Well, no, with the correction I wrote earlier, it should be:

; fold : T (S T -> T) [Listof S] -> T

That is, fold takes three arguments: an initial element from T, a
combiner that takes an S and T and produces a T, and a list of S's,
and from these three arguments, fold produces a T.

>> So, what class of data could you plug in for the contract
>> parameter T  to make fold return the same class of data as map?
>> When you do this  plugging in, what is the resulting instantiated
>> contract for fold?
>
>
> T should be [Listof Y] so we get
>
>
> ;fold:  (S [Listof Y]  -> [List of Y])      [Listof S]    ->
> [Listof Y]

This is consistent with what you wrote above, but incorrect since
your contract left out the initial T.

>
>> How should S be instantiated?
>>
>
> Presumably you mean how should S be instantiated to produce map -
> don't know
>
>> (Hint: go back write the instantiation of fold for sum, product,
>> _and_ append.  Look at the resulting classes of data.)
>>
>
> S instantiates to Y?
>
> So my contract for fold becomes
>
> ;fold : (Y [Listof Y] -> [Listof Y])  [Listof Y] -> [Listof Y].
>
> Subject to my last answer being right I am confident that I
> understand what I've been told. However with greater understanding
> comes greater confusion because I'm now sure I don't understand
> what is expected from the question. I'm also not sure that what I
> did with append was right. Hmmmm?

I'm going to play around a bit to try to illustrate the kind of
thinking process I am suggesting.  The answer I'm going to get at the
end will be flawed (semi-deliberately), so I'm not claiming that this
is a perfect technique for development.  Its just an illustration.

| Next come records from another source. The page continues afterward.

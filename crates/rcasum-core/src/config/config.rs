//! Typed configuration structures

use crate::config::timeouts;
use crate::error::{RcaError, RcaResult};
use crate::incident::StatusType;
use std::path::PathBuf;
use std::time::Duration;

/// Default WebRCA v1 API base URL
pub const DEFAULT_API_BASE_URL: &str = "https://api.openshift.com/api/web-rca/v1";
/// Default SSO server
pub const DEFAULT_SSO_AUTH_URL: &str = "https://sso.redhat.com/auth/";
/// Default SSO realm
pub const DEFAULT_SSO_REALM: &str = "redhat-external";
/// Default SSO client id
pub const DEFAULT_SSO_CLIENT_ID: &str = "cloud-services";
/// Default OpenAI-compatible endpoint
pub const DEFAULT_LLM_BASE_URL: &str = "https://api.openai.com/v1";
/// Default completion model
pub const DEFAULT_LLM_MODEL: &str = "gpt-4o-mini";
/// Default refresh pool size
pub const DEFAULT_MAX_WORKERS: usize = 3;
/// Default system prompt location
pub const DEFAULT_PROMPT_FILE: &str = "prompt.txt";

/// Incident store connection settings
#[derive(Debug, Clone)]
pub struct SourceConfig {
    /// API base URL without trailing slash
    pub base_url: String,
    /// Static bearer token; bypasses SSO when set
    pub static_token: Option<String>,
    /// Per-request deadline
    pub request_timeout: Duration,
}

impl Default for SourceConfig {
    fn default() -> Self {
        Self {
            base_url: DEFAULT_API_BASE_URL.to_string(),
            static_token: None,
            request_timeout: timeouts::source::request_timeout(),
        }
    }
}

/// SSO (OpenID Connect) settings used to mint incident API tokens
#[derive(Debug, Clone)]
pub struct SsoConfig {
    pub auth_url: String,
    pub realm: String,
    pub client_id: String,
    pub client_secret: Option<String>,
    pub offline_token: Option<String>,
}

impl Default for SsoConfig {
    fn default() -> Self {
        Self {
            auth_url: DEFAULT_SSO_AUTH_URL.to_string(),
            realm: DEFAULT_SSO_REALM.to_string(),
            client_id: DEFAULT_SSO_CLIENT_ID.to_string(),
            client_secret: None,
            offline_token: None,
        }
    }
}

impl SsoConfig {
    /// OpenID Connect token endpoint for the configured realm
    pub fn token_endpoint(&self) -> String {
        format!(
            "{}/realms/{}/protocol/openid-connect/token",
            self.auth_url.trim_end_matches('/'),
            self.realm
        )
    }
}

/// LLM completion endpoint settings
#[derive(Debug, Clone)]
pub struct LlmConfig {
    pub base_url: String,
    pub api_key: Option<String>,
    pub model: String,
    pub temperature: Option<f32>,
    pub max_tokens: Option<u32>,
    /// Deadline for a single completion call
    pub timeout: Duration,
}

impl Default for LlmConfig {
    fn default() -> Self {
        Self {
            base_url: DEFAULT_LLM_BASE_URL.to_string(),
            api_key: None,
            model: DEFAULT_LLM_MODEL.to_string(),
            temperature: None,
            max_tokens: None,
            timeout: timeouts::llm::completion_timeout(),
        }
    }
}

/// Complete runtime configuration
#[derive(Debug, Clone)]
pub struct Config {
    /// Log filter used when RUST_LOG is unset
    pub log_level: String,
    /// Upper bound on concurrently refreshed incidents
    pub max_workers: usize,
    /// Incident statuses included in the worker scan
    pub statuses: Vec<StatusType>,
    /// System prompt file
    pub prompt_file: PathBuf,
    pub source: SourceConfig,
    pub sso: SsoConfig,
    pub llm: LlmConfig,
}

impl Default for Config {
    fn default() -> Self {
        Self {
            log_level: "info".to_string(),
            max_workers: DEFAULT_MAX_WORKERS,
            statuses: StatusType::all().to_vec(),
            prompt_file: PathBuf::from(DEFAULT_PROMPT_FILE),
            source: SourceConfig::default(),
            sso: SsoConfig::default(),
            llm: LlmConfig::default(),
        }
    }
}

impl Config {
    /// Check invariants that cannot be expressed in the types
    pub fn validate(&self) -> RcaResult<()> {
        if self.max_workers == 0 {
            return Err(RcaError::config_with_context(
                "MAX_WORKERS must be at least 1",
                "Validating worker pool size",
            ));
        }
        if self.statuses.is_empty() {
            return Err(RcaError::config("STATUS_TYPES must name at least one status"));
        }
        if self.source.base_url.is_empty() {
            return Err(RcaError::config("WEBRCA_V1_API_BASE_URL must not be empty"));
        }
        Ok(())
    }

    /// Comma-separated status filter as sent to the incident API
    pub fn status_param(&self) -> String {
        self.statuses
            .iter()
            .map(|s| s.as_str())
            .collect::<Vec<_>>()
            .join(",")
    }
}
//! Environment variable-based configuration loading

use crate::config::config::Config;
use crate::error::{RcaError, RcaResult};
use crate::incident::StatusType;
use std::env;
use std::path::PathBuf;
use std::str::FromStr;
use std::time::Duration;
use tracing::debug;

/// Load configuration from the process environment.
///
/// A `.env` file in the working directory is read first when present;
/// variables already set in the environment win.
pub fn load_from_env() -> RcaResult<Config> {
    match dotenv::dotenv() {
        Ok(path) => debug!("Loaded environment from {}", path.display()),
        Err(e) if e.not_found() => {}
        Err(e) => {
            return Err(RcaError::config_with_context(
                format!("Failed to read .env file: {}", e),
                "Loading environment",
            ));
        }
    }
    load_from_lookup(|key| env::var(key).ok())
}

/// Load configuration through an arbitrary variable lookup.
pub fn load_from_lookup<F>(lookup: F) -> RcaResult<Config>
where
    F: Fn(&str) -> Option<String>,
{
    let get = |key: &str| lookup(key).filter(|v| !v.trim().is_empty());
    let mut config = Config::default();

    if let Some(level) = get("LOG_LEVEL") {
        config.log_level = level.to_lowercase();
    }
    if let Some(workers) = get("MAX_WORKERS") {
        config.max_workers = parse_var("MAX_WORKERS", &workers)?;
    }
    if let Some(statuses) = get("STATUS_TYPES") {
        config.statuses = parse_status_types(&statuses)?;
    }
    if let Some(prompt_file) = get("PROMPT_FILE") {
        config.prompt_file = PathBuf::from(prompt_file);
    }

    // Incident store
    if let Some(base_url) = get("WEBRCA_V1_API_BASE_URL") {
        config.source.base_url = base_url.trim_end_matches('/').to_string();
    }
    config.source.static_token = get("WEBRCA_TOKEN");
    if let Some(secs) = get("HTTP_TIMEOUT_SECS") {
        config.source.request_timeout =
            Duration::from_secs(parse_var("HTTP_TIMEOUT_SECS", &secs)?);
    }

    // SSO
    if let Some(url) = get("SSO_AUTH_URL") {
        config.sso.auth_url = url;
    }
    if let Some(realm) = get("SSO_REALM_NAME") {
        config.sso.realm = realm;
    }
    if let Some(client_id) = get("SSO_CLIENT_ID") {
        config.sso.client_id = client_id;
    }
    config.sso.client_secret = get("SSO_CLIENT_SECRET");
    config.sso.offline_token = get("SSO_OFFLINE_TOKEN");

    // LLM
    if let Some(base_url) = get("LLM_BASE_URL") {
        config.llm.base_url = base_url.trim_end_matches('/').to_string();
    }
    config.llm.api_key = get("LLM_API_KEY");
    if let Some(model) = get("LLM_MODEL") {
        config.llm.model = model;
    }
    if let Some(temp) = get("LLM_TEMPERATURE") {
        config.llm.temperature = Some(parse_var("LLM_TEMPERATURE", &temp)?);
    }
    if let Some(max_tokens) = get("LLM_MAX_TOKENS") {
        config.llm.max_tokens = Some(parse_var("LLM_MAX_TOKENS", &max_tokens)?);
    }
    if let Some(secs) = get("LLM_TIMEOUT_SECS") {
        config.llm.timeout = Duration::from_secs(parse_var("LLM_TIMEOUT_SECS", &secs)?);
    }

    Ok(config)
}

/// Parse a comma-separated status list, normalizing to lowercase.
pub fn parse_status_types(raw: &str) -> RcaResult<Vec<StatusType>> {
    raw.split(',')
        .map(str::trim)
        .filter(|s| !s.is_empty())
        .map(StatusType::from_str)
        .collect()
}

fn parse_var<T: FromStr>(name: &str, value: &str) -> RcaResult<T> {
    value.trim().parse().map_err(|_| {
        RcaError::config_with_context(
            format!("Invalid {} value", name),
            format!("Parsing '{}'", value),
        )
    })
}

#[cfg(test)]
mod tests {
    use super::*;
    use std::collections::HashMap;

    fn lookup(vars: &[(&str, &str)]) -> impl Fn(&str) -> Option<String> {
        let map: HashMap<String, String> = vars
            .iter()
            .map(|(k, v)| (k.to_string(), v.to_string()))
            .collect();
        move |key| map.get(key).cloned()
    }

    #[test]
    fn test_defaults_when_unset() {
        let config = load_from_lookup(lookup(&[])).unwrap();
        assert_eq!(config.max_workers, 3);
        assert_eq!(config.log_level, "info");
        assert_eq!(config.statuses.len(), 5);
        assert!(config.source.static_token.is_none());
        assert_eq!(config.prompt_file, PathBuf::from("prompt.txt"));
    }

    #[test]
    fn test_overrides() {
        let config = load_from_lookup(lookup(&[
            ("MAX_WORKERS", "8"),
            ("LOG_LEVEL", "DEBUG"),
            ("WEBRCA_V1_API_BASE_URL", "https://rca.example.test/api/v1/"),
            ("WEBRCA_TOKEN", "static"),
            ("LLM_MODEL", "granite"),
            ("LLM_TEMPERATURE", "0.2"),
            ("LLM_TIMEOUT_SECS", "45"),
        ]))
        .unwrap();

        assert_eq!(config.max_workers, 8);
        assert_eq!(config.log_level, "debug");
        assert_eq!(config.source.base_url, "https://rca.example.test/api/v1");
        assert_eq!(config.source.static_token.as_deref(), Some("static"));
        assert_eq!(config.llm.model, "granite");
        assert_eq!(config.llm.temperature, Some(0.2));
        assert_eq!(config.llm.timeout, Duration::from_secs(45));
    }

    #[test]
    fn test_invalid_worker_count() {
        let err = load_from_lookup(lookup(&[("MAX_WORKERS", "many")])).unwrap_err();
        assert!(err.to_string().contains("MAX_WORKERS"));
    }

    #[test]
    fn test_empty_values_are_ignored() {
        let config = load_from_lookup(lookup(&[("SSO_CLIENT_SECRET", "  ")])).unwrap();
        assert!(config.sso.client_secret.is_none());
    }

    #[test]
    fn test_status_types_normalized() {
        let statuses = parse_status_types("New, ONGOING,resolved").unwrap();
        assert_eq!(
            statuses,
            vec![StatusType::New, StatusType::Ongoing, StatusType::Resolved]
        );
    }

    #[test]
    fn test_unknown_status_rejected() {
        let err = parse_status_types("new,archived").unwrap_err();
        assert!(err.to_string().contains("archived"));
    }
}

Let's use append as an example.

----

We are given:

; fold : T (S T -> T) [Listof S] -> T

and we've already established what fold does.

Using the given fold, we want to develop a function append, which
takes two lists of X's and produces a single list of the X's from
both lists.

; append : [Listof X] [Listof X] -> [Listof X]
; produces a list of all of the elements of lst-one in front of the
elements of lst-two
(define (append lst-one lst-two)
...)

Now, I'm telling you upfront that I want to use fold to accomplish
this goal, just to see if I can.

; append : [Listof X] [Listof X] -> [Listof X]
(define (append lst-one lst-two)
(fold ... ... ...)) ;;; as a reminder, I've put three sets of
ellipses since fold takes three arguments

I don't know whether the above template will work or not, but I'm
just experimenting with my options.

Whatever the body of append does, it needs to produce a [Listof X].
But fold produces a T.  So if I want this to make any sense at all, I
need to instantiate fold's parametric contract, plugging in [Listof
X] for T.  Let's write down this more specific contract for fold:

; fold : [Listof X] (S [Listof X] -> [Listof X]) [Listof S] ->
[Listof X]

So fold is going to take one list of X's, and some sort of combining
function, and a list of S's.

Consider our skeleton for append again:

; append : [Listof X] [Listof X] -> [Listof X]
(define (append lst-one lst-two)
(fold ... ... ...))

Our invocation of fold needs a [Listof S] for the third argument,
But we have no [Listof S].  Ah, but S is a parameter in the
contract. . . and we do have these two lists of X's floating around
here.  So perhaps we can plug X in for S, just to satisfy the
requirements of fold.

So now we have instantiated both the S and the T in our parametric
contract for fold.  True, we haven't made it a fully concrete
contract, because the X is floating around, but that's okay, because
at the point that we are invoking fold within the body of append, it
will be the responsibility of the client of append to instantiate X
to something sensible.

; fold : [Listof X] (X [Listof X] -> [Listof X]) [Listof X] ->
[Listof X]

Okay, so now we know that fold needs to take three arguments: a list
of X's, some sort of combining function, and another list of X's.
Hey, we've already got two lists of X's: lst-one and lst-two, the two
arguments to append.

(define (append lst-one lst-two)
(fold lst-one ... lst-two))

So we just need to fill in that middle parameter and see if that does
the job.

Let's see... what's a function that takes an X, and a list of X's,
and yields a list of X's?

There's a lot of such functions, I suppose:
(define (combine-1 an-x some-xs) some-xs)
(define (combine-2 an-x some-xs) empty)

but I'm betting you can think of something else that uses both an-x
and some-xs and puts them together in some way to make a new list of
X's.

----

This last bit is "easy" for append (see caveat below).  The real
insight comes when you see how to apply the same process for
developing the map function in terms of fold.

----

As I said at the outset, this was only playing, and the end solution
is actually flawed.

As in, you're not going to actually come up with a correct
implementation of append without going back and revising some of the
arbitrary decisions that I made along the way.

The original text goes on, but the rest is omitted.